Il convient d’envisager ici l’indemnisation des proches de la victime blessée ; il s’agit donc d’une action directe des proches de la victime contre le responsable du dommage.

Cette action doit être distinguée de l’action directe des proches pour obtenir l’indemnisation de leurs préjudices en cas de décès ; l’évaluation de ces préjudices est évoquée au chapitre suivant (cf. chapitre 4).

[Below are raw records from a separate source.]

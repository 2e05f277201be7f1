//! Quick fixes: deleting a flagged keybinding together with its separator

use serde::{Deserialize, Serialize};

use crate::diagnostics::Diagnostic;
use crate::text::{LineIndex, TextEdit, TextSpan};

/// Title of the deletion quick fix
pub const DELETE_KEYBINDING_TITLE: &str = "Delete this keybinding";

/// Code action kind
#[derive(Debug, Clone, Copy, PartialEq, Eq, Serialize, Deserialize)]
#[serde(rename_all = "camelCase")]
pub enum CodeActionKind {
    QuickFix,
}

/// A fix offered for one diagnostic
#[derive(Debug, Clone, PartialEq, Eq, Serialize, Deserialize)]
pub struct CodeAction {
    pub title: String,
    pub kind: CodeActionKind,
    pub uri: String,
    pub edit: TextEdit,
    pub diagnostic: Diagnostic,
    pub is_preferred: bool,
}

/// Range to delete so the entry at `span` leaves the array as valid JSON.
///
/// In order of preference:
/// 1. whitespace and a comma right after the object, on the same line;
/// 2. when the object opens its line, a comma ending the previous line;
/// 3. a comma before the object on its own line;
/// 4. the object span alone.
pub fn plan_deletion(text: &str, span: TextSpan) -> TextSpan {
    let index = LineIndex::new(text);

    if let Some(end) = trailing_comma_end(text, &index, span) {
        return TextSpan::new(span.start, end);
    }
    if let Some(start) = previous_line_comma(text, &index, span) {
        return TextSpan::new(start, span.end);
    }
    if let Some(start) = same_line_leading_comma(text, &index, span) {
        return TextSpan::new(start, span.end);
    }

    span
}

fn trailing_comma_end(text: &str, index: &LineIndex, span: TextSpan) -> Option<usize> {
    let line = index.line_of(span.end);
    let line_end = index.line_end(text, line)?.max(span.end);
    let after = text.get(span.end..line_end)?;

    let rest = after.trim_start();
    if !rest.starts_with(',') {
        return None;
    }
    let whitespace = after.len() - rest.len();
    Some(span.end + whitespace + 1)
}

fn previous_line_comma(text: &str, index: &LineIndex, span: TextSpan) -> Option<usize> {
    let line = index.line_of(span.start);
    if line == 0 {
        return None;
    }

    let line_start = index.line_start(line)?;
    let before = text.get(line_start..span.start)?;
    if !before.trim().is_empty() {
        return None;
    }

    let previous = index.line_text(text, line - 1)?;
    if !previous.trim_end().ends_with(',') {
        return None;
    }
    let comma = previous.rfind(',')?;
    Some(index.line_start(line - 1)? + comma)
}

fn same_line_leading_comma(text: &str, index: &LineIndex, span: TextSpan) -> Option<usize> {
    let line_start = index.line_start(index.line_of(span.start))?;
    let before = text.get(line_start..span.start)?;

    let trimmed = before.trim_end();
    if !trimmed.ends_with(',') {
        return None;
    }
    Some(line_start + trimmed.len() - 1)
}

/// One preferred deletion fix per missing/unknown-command diagnostic
pub fn code_actions(text: &str, uri: &str, diagnostics: &[Diagnostic]) -> Vec<CodeAction> {
    diagnostics
        .iter()
        .filter(|d| d.kind.is_fixable())
        .map(|diagnostic| CodeAction {
            title: DELETE_KEYBINDING_TITLE.to_string(),
            kind: CodeActionKind::QuickFix,
            uri: uri.to_string(),
            edit: TextEdit::delete(plan_deletion(text, diagnostic.span)),
            diagnostic: diagnostic.clone(),
            is_preferred: true,
        })
        .collect()
}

Elle doit également être distinguée de l’action successorale que peuvent exercer les héritiers pour faire entrer dans le patrimoine successoral l’indemnisation des préjudices subis par le défunt entre le dommage et le décès ; l’indemnisation de ces préjudices est évoquée à la section du présent chapitre.

Il s’agit donc des proches de la victime directe du dommage. La victime indirecte peut subir un préjudice moral, notamment au titre du préjudice d’accompagnement, mais également un préjudice économique propre : il peut s’agir de frais temporaires de déplacement ou d’hébergement pour visiter la victime blessée, mais il peut également s’agir de pertes de revenus pour assister la victime blessée ou handicapée.

La Cour de cassation a posé les limites de l’indemnisation des victimes indirectes dans un arrêt du 27 février 1970 en exigeant la preuve d’un préjudice personnel, direct, certain et licite (Cass. ch. mixte, 27 février 1970, JCP 1970.II. 16305)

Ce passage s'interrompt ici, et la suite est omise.